Exercise responsibility with opioids. If an opioid is determined to be an appropriate treatment option, be certain to use it responsibly. The National Headache Foundation has some general recommendations for opioids, such as:
- Discuss and prepare for potential side effects with your doctor
- Only take them as directed and do not increase the dosage or frequency without approval
- Do not take the medication for longer than instructed
- Confirm with your doctor prior to ending opioid-based treatment
Your doctor's recommendations should trump all else—if you have any reason to doubt whether his or her decision is correct for you, do not decide to try something else on your own. Simply ask more probative questions or consider seeking a second opinion.
Develop an ER plan. Have a plan if you need to visit the emergency room for a migraine attack. This can include who to contact, what hospital you prefer to visit, documents of your medical history (including known allergies and prior treatment history), and knowing how to handle suggested medications.

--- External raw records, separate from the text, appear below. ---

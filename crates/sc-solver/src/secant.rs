//! Derivative-free scalar root-finder (secant method).
//!
//! Used for the current-sharing temperature, where the residual is a
//! critical-surface evaluation and no analytic derivative exists. The
//! correlations continue linearly below zero past the zero-margin
//! temperature, so the residual always has a bracketable sign change and
//! plain secant iteration is enough.

use crate::error::{SolverError, SolverResult};
use sc_core::{ScResult, Tolerances, ensure_finite};

#[derive(Debug, Clone, Copy)]
pub struct SecantConfig {
    pub max_iterations: usize,
    /// Step tolerance on the unknown (absolute + relative).
    pub tolerances: Tolerances,
}

impl Default for SecantConfig {
    fn default() -> Self {
        Self {
            max_iterations: 50,
            tolerances: Tolerances::default(),
        }
    }
}

#[derive(Debug, Clone, Copy, PartialEq)]
pub struct SecantResult {
    pub root: f64,
    pub iterations: usize,
    /// Residual at the accepted root.
    pub residual: f64,
}

/// Find a root of `f` starting from the two seeds `x0`, `x1`.
///
/// Converges when the step size drops below the configured tolerance;
/// stalls with equal residuals are accepted only if the residual itself is
/// already negligible relative to the seed residual.
pub fn find_root<F>(
    what: &'static str,
    mut f: F,
    x0: f64,
    x1: f64,
    config: &SecantConfig,
) -> SolverResult<SecantResult>
where
    F: FnMut(f64) -> ScResult<f64>,
{
    let tol = config.tolerances;
    let mut xa = ensure_finite(x0, what)?;
    let mut xb = ensure_finite(x1, what)?;
    let mut fa = ensure_finite(f(xa)?, what)?;
    let f_scale = fa.abs().max(1.0);
    let mut fb = ensure_finite(f(xb)?, what)?;

    for iteration in 1..=config.max_iterations {
        if fb == fa {
            if fb.abs() <= tol.rel * f_scale {
                tracing::debug!(
                    what,
                    root = xb,
                    iterations = iteration,
                    residual = fb,
                    "secant stalled at negligible residual"
                );
                return Ok(SecantResult {
                    root: xb,
                    iterations: iteration,
                    residual: fb,
                });
            }
            return Err(SolverError::Stalled {
                what,
                x: xb,
                residual: fb,
            });
        }

        let step = fb * (xb - xa) / (fb - fa);
        let xc = ensure_finite(xb - step, what)?;

        if (xc - xb).abs() <= tol.abs + tol.rel * xc.abs() {
            let residual = ensure_finite(f(xc)?, what)?;
            tracing::debug!(what, root = xc, iterations = iteration, residual, "secant converged");
            return Ok(SecantResult {
                root: xc,
                iterations: iteration,
                residual,
            });
        }

        xa = xb;
        fa = fb;
        xb = xc;
        fb = ensure_finite(f(xb)?, what)?;
    }

    Err(SolverError::NotConverged {
        what,
        iterations: config.max_iterations,
    })
}

#[cfg(test)]
mod tests {
    use super::*;

    #[test]
    fn linear_residual_converges_in_one_step() {
        let r = find_root("linear", |x| Ok(2.0 * x - 3.0), 0.0, 1.0, &SecantConfig::default())
            .unwrap();
        assert!((r.root - 1.5).abs() < 1e-9);
        assert!(r.iterations <= 2);
    }

    #[test]
    fn quadratic_residual_converges_to_requested_tolerance() {
        let cfg = SecantConfig::default();
        let r = find_root("quadratic", |x| Ok(x * x - 2.0), 1.0, 2.0, &cfg).unwrap();
        assert!((r.root - std::f64::consts::SQRT_2).abs() < 1e-6);
        assert!(r.residual.abs() < 1e-5);
    }

    #[test]
    fn flat_residual_far_from_root_stalls() {
        let err = find_root("flat", |_| Ok(1.0), 0.0, 1.0, &SecantConfig::default()).unwrap_err();
        assert!(matches!(err, SolverError::Stalled { .. }));
    }

    #[test]
    fn iteration_budget_is_enforced() {
        let cfg = SecantConfig {
            max_iterations: 2,
            ..SecantConfig::default()
        };
        // Oscillatory residual the secant cannot pin down in two steps.
        let err = find_root("slow", |x: f64| Ok(x.tanh() - 0.999), 50.0, -50.0, &cfg).unwrap_err();
        assert!(matches!(
            err,
            SolverError::NotConverged { iterations: 2, .. } | SolverError::Stalled { .. }
        ));
    }

    proptest::proptest! {
        #[test]
        fn linear_roots_are_recovered(
            slope in 0.1f64..100.0,
            root in -50.0f64..50.0,
        ) {
            let r = find_root(
                "linear",
                |x| Ok(slope * (x - root)),
                root - 1.0,
                root + 2.0,
                &SecantConfig::default(),
            )
            .unwrap();
            proptest::prop_assert!((r.root - root).abs() < 1e-5);
        }
    }

    #[test]
    fn residual_errors_propagate() {
        let err = find_root(
            "failing",
            |x| sc_core::ensure_positive(-x, "negated input"),
            1.0,
            2.0,
            &SecantConfig::default(),
        )
        .unwrap_err();
        assert!(matches!(err, SolverError::Residual(_)));
    }
}
use crate::ScError;
use crate::diagnostics::codes;

/// Floating point type used throughout the evaluation core.
pub type Real = f64;

/// One tolerance pair for everything.
#[derive(Clone, Copy, Debug)]
pub struct Tolerances {
    pub abs: Real,
    pub rel: Real,
}

impl Default for Tolerances {
    fn default() -> Self {
        // Root-find tolerance on the current-sharing temperature (K).
        Self {
            abs: 1e-6,
            rel: 1e-6,
        }
    }
}

pub fn nearly_equal(a: Real, b: Real, tol: Tolerances) -> bool {
    let diff = (a - b).abs();
    if diff <= tol.abs {
        return true;
    }
    diff <= tol.rel * a.abs().max(b.abs())
}

pub fn ensure_finite(v: Real, what: &'static str) -> Result<Real, ScError> {
    if v.is_finite() {
        Ok(v)
    } else {
        Err(ScError::NonFinite {
            what,
            value: v,
            code: codes::NON_FINITE,
        })
    }
}

/// Rejects non-positive or non-finite quantities at an evaluation boundary.
pub fn ensure_positive(v: Real, what: &'static str) -> Result<Real, ScError> {
    let v = ensure_finite(v, what)?;
    if v > 0.0 {
        Ok(v)
    } else {
        Err(ScError::InvalidArg {
            what,
            value: v,
            code: codes::GEOMETRY,
        })
    }
}
//! Vacuum-vessel stress during a fast discharge.
//!
//! Three inductively coupled loops: the coil set (driven, decaying with the
//! dump constant), the passive coil structure, and the vacuum vessel. The
//! circuit decay constants are built from geometry in one step and the
//! stress is evaluated against them in a second step, so parameter scans
//! (e.g. shell thickness) can hold the circuit fixed.

use crate::error::{QuenchError, QuenchResult};
use crate::inductance::{self_inductance, theta_factor};
use crate::shape::CclGeometry;
use sc_core::units::constants::MU0;
use sc_core::units::{Area, Current, Length, Pressure, Time, pa};
use sc_core::{DesignPoint, ScResult, ensure_finite, ensure_positive};
use std::f64::consts::PI;

/// Steel resistivity at cryogenic/quench conditions [µΩ·m].
const STEEL_RESISTIVITY: f64 = 0.84;

#[derive(Debug, Clone, Copy)]
pub struct QuenchStressInputs {
    /// Coil-set current centre line.
    pub coil: CclGeometry,
    /// Vacuum-vessel centre line.
    pub vessel: CclGeometry,
    /// Length of the coil current centre line.
    pub ccl_length: Length,
    /// Steel cross-section of one coil case.
    pub a_steel_case: Area,
    /// Steel cross-section of the reinforcement plates of one coil.
    pub a_steel_plates: Area,
    /// Vacuum-vessel shell thickness.
    pub d_vessel: Length,
    pub n_coils: f64,
    pub n_turns: f64,
    /// Operating current per turn.
    pub i_op: Current,
    /// Dump time constant.
    pub t_dump: Time,
}

/// Decay constants and loop parameters of the three coupled circuits.
#[derive(Debug, Clone, Copy)]
pub struct QuenchCircuit {
    /// Dump decay constant `1/τ` [1/s].
    pub lambda0: f64,
    /// Coil-structure decay constant [1/s].
    pub lambda1: f64,
    /// Vessel decay constant [1/s].
    pub lambda2: f64,
    /// Coil-structure loop resistance [Ω].
    pub r_structure: f64,
    /// Vessel loop resistance [Ω].
    pub r_vessel: f64,
    /// Coil-structure loop self-inductance [H].
    pub l_structure: f64,
    /// Vessel loop self-inductance [H].
    pub l_vessel: f64,
}

#[derive(Debug, Clone, Copy)]
pub struct StressResult {
    /// Time of peak vessel force after dump initiation [s].
    pub t_peak_force: f64,
    /// Coil-set current per turn at that time [A].
    pub i_coil: f64,
    /// Induced coil-structure current [A].
    pub i_structure: f64,
    /// Induced vessel current [A].
    pub i_vessel: f64,
    /// Field at the vessel inboard shell at that time [T].
    pub b_vessel: f64,
    /// Current density in the inboard shell [A/m²].
    pub j_vessel: f64,
    /// Tresca stress in the inboard shell.
    pub stress: Pressure,
}

impl StressResult {
    pub fn write_back(&self, dp: &mut DesignPoint) -> ScResult<()> {
        dp.set("sigma_vv_quench", self.stress.value)
    }
}

/// Build the circuit decay constants from the geometry.
pub fn build_circuit(inputs: &QuenchStressInputs) -> QuenchResult<QuenchCircuit> {
    let t_dump = ensure_positive(inputs.t_dump.value, "dump time")?;
    let n_coils = ensure_positive(inputs.n_coils, "coil count")?;
    let ccl_length = ensure_positive(inputs.ccl_length.value, "centre-line length")?;
    let a_steel = ensure_positive(
        inputs.a_steel_case.value + inputs.a_steel_plates.value,
        "structural steel area",
    )?;
    let d_vessel = ensure_positive(inputs.d_vessel.value, "vessel shell thickness")?;

    // Half the centre-line length over the parallel steel of all coils,
    // at unit µΩ·m; the vessel shell at steel resistivity per theta factor.
    let r_structure = ensure_positive(
        0.5 * ccl_length / (n_coils * a_steel) * 1.0e-6,
        "structure loop resistance",
    )?;
    let r_vessel = ensure_positive(
        STEEL_RESISTIVITY / d_vessel * theta_factor(&inputs.vessel)? * 1.0e-6,
        "vessel loop resistance",
    )?;

    let l_structure = self_inductance(&inputs.coil)?;
    let l_vessel = self_inductance(&inputs.vessel)?;

    let lambda0 = 1.0 / t_dump;
    let lambda1 = r_structure / l_structure;
    let lambda2 = r_vessel / l_vessel;

    if (lambda1 - lambda0).abs() <= 1e-9 * lambda0.max(lambda1) {
        return Err(QuenchError::DecaySingularity { lambda0, lambda1 });
    }

    tracing::debug!(lambda0, lambda1, lambda2, "quench circuit");

    Ok(QuenchCircuit {
        lambda0,
        lambda1,
        lambda2,
        r_structure,
        r_vessel,
        l_structure,
        l_vessel,
    })
}

/// Evaluate the vessel stress for a given circuit.
pub fn vessel_stress(
    inputs: &QuenchStressInputs,
    circuit: &QuenchCircuit,
) -> QuenchResult<StressResult> {
    let i_op = ensure_positive(inputs.i_op.value, "operating current")?;
    let n_coils = ensure_positive(inputs.n_coils, "coil count")?;
    let n_turns = ensure_positive(inputs.n_turns, "turn count")?;
    let d_vessel = ensure_positive(inputs.d_vessel.value, "vessel shell thickness")?;
    let (_, ri_vv, ro_vv, _) = inputs.vessel.validated()?;

    let (l0, l1, l2) = (circuit.lambda0, circuit.lambda1, circuit.lambda2);
    if (l1 - l0).abs() <= 1e-9 * l0.max(l1) {
        return Err(QuenchError::DecaySingularity {
            lambda0: l0,
            lambda1: l1,
        });
    }

    // Closed-form time of the peak net force on the vessel.
    let t_peak = ((l0 + l1) / (2.0 * l0)).ln() / (l1 - l0);
    let t_peak = ensure_finite(t_peak, "peak-force time")?;

    let i_coil = i_op * (-l0 * t_peak).exp();
    let link = n_coils * n_turns;
    let i_structure =
        l0 * link * i_op * ((-l1 * t_peak).exp() - (-l0 * t_peak).exp()) / (l0 - l1);
    let i_vessel = l1 / l2 * i_structure;

    let b_vessel =
        MU0 * (link * i_coil + i_structure + i_vessel / 2.0) / (2.0 * PI * ri_vv);
    let j_vessel = i_vessel / (2.0 * PI * d_vessel * ri_vv);

    // Thick-shell hoop correction.
    let a_vv = (ro_vv + ri_vv) / (ro_vv - ri_vv);
    let zeta = 1.0 + (a_vv - 1.0) * ((a_vv + 1.0) / (a_vv - 1.0)).ln() / (2.0 * a_vv);

    let stress = ensure_finite(zeta * b_vessel * j_vessel * ri_vv, "vessel stress")?;

    tracing::debug!(t_peak, i_structure, i_vessel, b_vessel, j_vessel, stress, "vessel stress");

    Ok(StressResult {
        t_peak_force: t_peak,
        i_coil,
        i_structure,
        i_vessel,
        b_vessel,
        j_vessel,
        stress: pa(stress),
    })
}

/// One-call convenience: build the circuit and evaluate the stress.
pub fn vv_stress_on_quench(inputs: &QuenchStressInputs) -> QuenchResult<StressResult> {
    let circuit = build_circuit(inputs)?;
    vessel_stress(inputs, &circuit)
}

#[cfg(test)]
mod tests {
    use super::*;
    use sc_core::units::{amp, m, m2, s};

    fn demo_inputs() -> QuenchStressInputs {
        QuenchStressInputs {
            coil: CclGeometry {
                height: m(8.0),
                r_inboard: m(3.0),
                r_outboard: m(9.0),
                r_peak: m(5.0),
                theta1_deg: 40.0,
            },
            vessel: CclGeometry {
                height: m(7.0),
                r_inboard: m(3.5),
                r_outboard: m(8.5),
                r_peak: m(5.0),
                theta1_deg: 40.0,
            },
            ccl_length: m(35.0),
            a_steel_case: m2(0.5),
            a_steel_plates: m2(0.3),
            d_vessel: m(0.06),
            n_coils: 16.0,
            n_turns: 200.0,
            i_op: amp(65.0e3),
            t_dump: s(30.0),
        }
    }

    #[test]
    fn demo_circuit_orders_its_decay_constants() {
        let c = build_circuit(&demo_inputs()).unwrap();
        assert!((c.lambda0 - 1.0 / 30.0).abs() < 1e-15);
        // Passive structures decay much faster than the controlled dump,
        // and the thin vessel faster than the massive coil structure.
        assert!(c.lambda1 > c.lambda0, "lambda1 = {}", c.lambda1);
        assert!(c.lambda2 > c.lambda1, "lambda2 = {}", c.lambda2);
    }

    #[test]
    fn peak_force_time_is_early_in_the_dump() {
        let inputs = demo_inputs();
        let r = vv_stress_on_quench(&inputs).unwrap();
        assert!(r.t_peak_force > 0.0);
        assert!(r.t_peak_force < inputs.t_dump.value);
        // The coil current has only partly decayed by then.
        assert!(r.i_coil > 0.8 * inputs.i_op.value);
    }

    #[test]
    fn induced_currents_oppose_the_dump() {
        let r = vv_stress_on_quench(&demo_inputs()).unwrap();
        assert!(r.i_structure > 0.0);
        assert!(r.i_vessel > 0.0);
        assert!(r.i_vessel < r.i_structure);
        assert!(r.stress.value > 0.0 && r.stress.value.is_finite());
    }

    #[test]
    fn coincident_decay_constants_are_rejected() {
        let mut inputs = demo_inputs();
        let c = build_circuit(&inputs).unwrap();
        inputs.t_dump = s(1.0 / c.lambda1);
        assert!(matches!(
            build_circuit(&inputs),
            Err(QuenchError::DecaySingularity { .. })
        ));
    }

    #[test]
    fn thicker_shell_lowers_the_stress_for_a_fixed_circuit() {
        let inputs = demo_inputs();
        let circuit = build_circuit(&inputs).unwrap();

        let thin = vessel_stress(&inputs, &circuit).unwrap();
        let mut thick_inputs = inputs;
        thick_inputs.d_vessel = m(0.12);
        let thick = vessel_stress(&thick_inputs, &circuit).unwrap();

        assert!(thick.stress.value < thin.stress.value);
        // The induced currents are circuit properties, not thickness ones.
        assert_eq!(thick.i_vessel, thin.i_vessel);
    }
}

Write it down in case the pain is too severe to remember everything, and share it with whoever is most likely to take you to the hospital if you are unable to make it on your own.
1 Charleston Iv L, Burke JF. Do racial/ethnic disparities exist in recommended migraine treatments in US ambulatory care? Cephalalgia. 2017 Jan 1:333102417716933. doi: 10.1177/0333102417716933. [Epub ahead of print].
2 Najjar M, Hall T, Estupinan B. Metoclopramide for Acute Migraine Treatment in the Emergency Department: An Effective Alternative to Opioids. Muacevic A, Adler JR, eds. Cureus. 2017;9(4):e1181. doi:10.7759/cureus.1181.
3 Brauser D. Prochlorperazine Twice as Effective as Opioid Hydromorphone for Acute Migraine in EDs. 2017 Jun 16. Retrieved from http://www.medscape.com/viewarticle/881723.
4 Gelfand AA, Goadsby PJ. A Neurologist’s Guide to Acute Migraine Therapy in the Emergency Room. The Neurohospitalist. 2012;2(2):51-59. doi:10.1177/1941874412439583.
5 Estemalik E, Tepper S. Preventive treatment in migraine and the new US guidelines. Neuropsychiatric Disease and Treatment. 2013;9:709-720. doi:10.2147/NDT.S33769.